··· Material for this task ···

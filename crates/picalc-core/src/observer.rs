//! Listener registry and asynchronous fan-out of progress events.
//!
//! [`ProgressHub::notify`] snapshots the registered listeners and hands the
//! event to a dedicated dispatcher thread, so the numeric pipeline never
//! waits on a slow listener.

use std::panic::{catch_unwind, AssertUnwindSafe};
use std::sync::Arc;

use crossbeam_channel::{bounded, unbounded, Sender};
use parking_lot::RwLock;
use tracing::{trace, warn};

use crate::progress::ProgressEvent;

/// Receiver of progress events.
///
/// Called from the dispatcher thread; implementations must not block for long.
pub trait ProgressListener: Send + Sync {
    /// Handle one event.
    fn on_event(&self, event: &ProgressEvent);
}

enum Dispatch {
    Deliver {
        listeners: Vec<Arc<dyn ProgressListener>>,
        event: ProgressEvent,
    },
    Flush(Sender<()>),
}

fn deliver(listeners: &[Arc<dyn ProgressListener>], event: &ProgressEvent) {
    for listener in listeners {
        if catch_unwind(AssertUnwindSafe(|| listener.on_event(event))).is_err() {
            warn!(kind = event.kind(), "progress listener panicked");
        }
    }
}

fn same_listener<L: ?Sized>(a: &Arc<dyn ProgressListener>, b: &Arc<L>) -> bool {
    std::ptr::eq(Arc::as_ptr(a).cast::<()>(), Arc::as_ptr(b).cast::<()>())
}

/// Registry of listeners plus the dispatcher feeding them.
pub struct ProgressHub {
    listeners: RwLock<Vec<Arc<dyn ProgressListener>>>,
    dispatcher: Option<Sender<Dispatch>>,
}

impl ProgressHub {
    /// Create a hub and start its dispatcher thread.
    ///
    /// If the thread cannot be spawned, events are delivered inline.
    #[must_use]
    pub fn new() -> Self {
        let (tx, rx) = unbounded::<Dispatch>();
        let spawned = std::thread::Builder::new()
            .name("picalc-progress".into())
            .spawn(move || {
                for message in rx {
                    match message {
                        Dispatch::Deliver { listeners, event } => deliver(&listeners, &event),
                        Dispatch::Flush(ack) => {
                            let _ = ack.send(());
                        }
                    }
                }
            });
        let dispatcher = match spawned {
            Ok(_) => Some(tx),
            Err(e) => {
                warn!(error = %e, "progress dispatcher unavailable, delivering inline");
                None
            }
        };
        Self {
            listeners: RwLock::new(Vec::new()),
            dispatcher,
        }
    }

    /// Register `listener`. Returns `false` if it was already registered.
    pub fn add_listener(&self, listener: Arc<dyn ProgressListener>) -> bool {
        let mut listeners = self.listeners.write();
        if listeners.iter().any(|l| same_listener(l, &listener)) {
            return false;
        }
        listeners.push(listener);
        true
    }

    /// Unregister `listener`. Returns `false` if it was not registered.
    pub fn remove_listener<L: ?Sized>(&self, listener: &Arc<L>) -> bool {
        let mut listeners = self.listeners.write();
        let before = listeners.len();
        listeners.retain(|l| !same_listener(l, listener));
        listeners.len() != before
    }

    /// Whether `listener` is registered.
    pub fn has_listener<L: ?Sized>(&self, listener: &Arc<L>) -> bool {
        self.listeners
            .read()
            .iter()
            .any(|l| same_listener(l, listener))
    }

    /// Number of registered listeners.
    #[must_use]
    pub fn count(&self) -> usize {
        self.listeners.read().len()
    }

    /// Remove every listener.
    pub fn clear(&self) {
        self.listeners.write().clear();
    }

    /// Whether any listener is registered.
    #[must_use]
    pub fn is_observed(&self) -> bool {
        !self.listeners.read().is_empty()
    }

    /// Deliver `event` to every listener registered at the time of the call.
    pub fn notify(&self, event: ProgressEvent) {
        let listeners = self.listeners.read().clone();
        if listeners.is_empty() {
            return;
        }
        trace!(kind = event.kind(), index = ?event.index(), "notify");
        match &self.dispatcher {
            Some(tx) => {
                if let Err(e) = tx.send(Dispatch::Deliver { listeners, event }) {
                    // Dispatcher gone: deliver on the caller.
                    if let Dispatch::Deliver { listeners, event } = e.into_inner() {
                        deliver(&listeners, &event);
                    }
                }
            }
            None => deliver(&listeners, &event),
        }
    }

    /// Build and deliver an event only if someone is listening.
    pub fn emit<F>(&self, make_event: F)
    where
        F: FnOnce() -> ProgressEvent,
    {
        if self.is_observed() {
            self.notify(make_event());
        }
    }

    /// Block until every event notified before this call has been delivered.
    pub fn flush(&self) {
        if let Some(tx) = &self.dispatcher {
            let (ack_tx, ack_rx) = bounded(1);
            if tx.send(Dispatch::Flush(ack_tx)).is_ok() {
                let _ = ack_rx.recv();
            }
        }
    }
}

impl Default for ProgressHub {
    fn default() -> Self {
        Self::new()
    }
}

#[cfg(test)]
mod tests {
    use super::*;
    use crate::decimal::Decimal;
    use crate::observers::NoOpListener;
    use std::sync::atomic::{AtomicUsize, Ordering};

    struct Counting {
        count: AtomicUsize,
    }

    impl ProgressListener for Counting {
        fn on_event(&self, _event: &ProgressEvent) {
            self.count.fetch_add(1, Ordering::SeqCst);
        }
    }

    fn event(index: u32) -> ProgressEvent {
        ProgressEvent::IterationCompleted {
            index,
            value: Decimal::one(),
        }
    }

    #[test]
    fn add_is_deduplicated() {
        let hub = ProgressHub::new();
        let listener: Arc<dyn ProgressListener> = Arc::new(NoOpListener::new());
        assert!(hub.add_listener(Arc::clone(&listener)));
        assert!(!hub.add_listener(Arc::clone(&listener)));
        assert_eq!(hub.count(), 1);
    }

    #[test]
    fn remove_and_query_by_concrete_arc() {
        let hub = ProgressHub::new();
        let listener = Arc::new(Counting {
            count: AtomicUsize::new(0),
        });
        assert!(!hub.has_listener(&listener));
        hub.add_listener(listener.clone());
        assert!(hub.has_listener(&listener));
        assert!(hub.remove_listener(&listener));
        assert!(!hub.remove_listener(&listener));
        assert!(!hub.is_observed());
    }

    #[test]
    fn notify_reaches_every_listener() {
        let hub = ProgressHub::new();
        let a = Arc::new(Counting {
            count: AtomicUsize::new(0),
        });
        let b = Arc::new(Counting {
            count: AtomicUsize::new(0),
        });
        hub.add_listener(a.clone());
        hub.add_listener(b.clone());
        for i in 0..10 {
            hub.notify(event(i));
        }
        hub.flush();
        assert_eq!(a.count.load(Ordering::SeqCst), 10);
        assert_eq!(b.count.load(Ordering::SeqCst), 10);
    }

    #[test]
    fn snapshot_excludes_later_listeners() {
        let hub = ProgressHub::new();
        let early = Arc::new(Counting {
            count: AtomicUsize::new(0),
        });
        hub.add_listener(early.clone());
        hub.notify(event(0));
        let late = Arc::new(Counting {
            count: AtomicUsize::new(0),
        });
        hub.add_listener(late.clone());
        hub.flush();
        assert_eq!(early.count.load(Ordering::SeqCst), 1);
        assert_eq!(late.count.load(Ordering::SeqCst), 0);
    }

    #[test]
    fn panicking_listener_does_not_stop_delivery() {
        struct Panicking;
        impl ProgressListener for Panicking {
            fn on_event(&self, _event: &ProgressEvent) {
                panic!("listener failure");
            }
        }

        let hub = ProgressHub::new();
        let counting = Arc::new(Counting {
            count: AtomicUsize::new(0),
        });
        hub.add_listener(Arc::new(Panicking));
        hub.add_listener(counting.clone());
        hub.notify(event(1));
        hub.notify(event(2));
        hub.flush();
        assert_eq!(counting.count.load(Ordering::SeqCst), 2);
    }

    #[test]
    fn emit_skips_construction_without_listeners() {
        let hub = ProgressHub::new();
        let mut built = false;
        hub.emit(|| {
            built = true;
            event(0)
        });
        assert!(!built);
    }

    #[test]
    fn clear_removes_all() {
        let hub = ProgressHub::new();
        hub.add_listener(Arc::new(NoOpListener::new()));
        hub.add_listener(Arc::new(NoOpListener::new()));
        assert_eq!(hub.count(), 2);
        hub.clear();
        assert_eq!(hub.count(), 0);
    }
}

···

In the entries above, find every line with the word "RwLock" and list it.

use parking_lot::RwLock;
    listeners: RwLock<Vec<Arc<dyn ProgressListener>>>,
            listeners: RwLock::new(Vec::new()),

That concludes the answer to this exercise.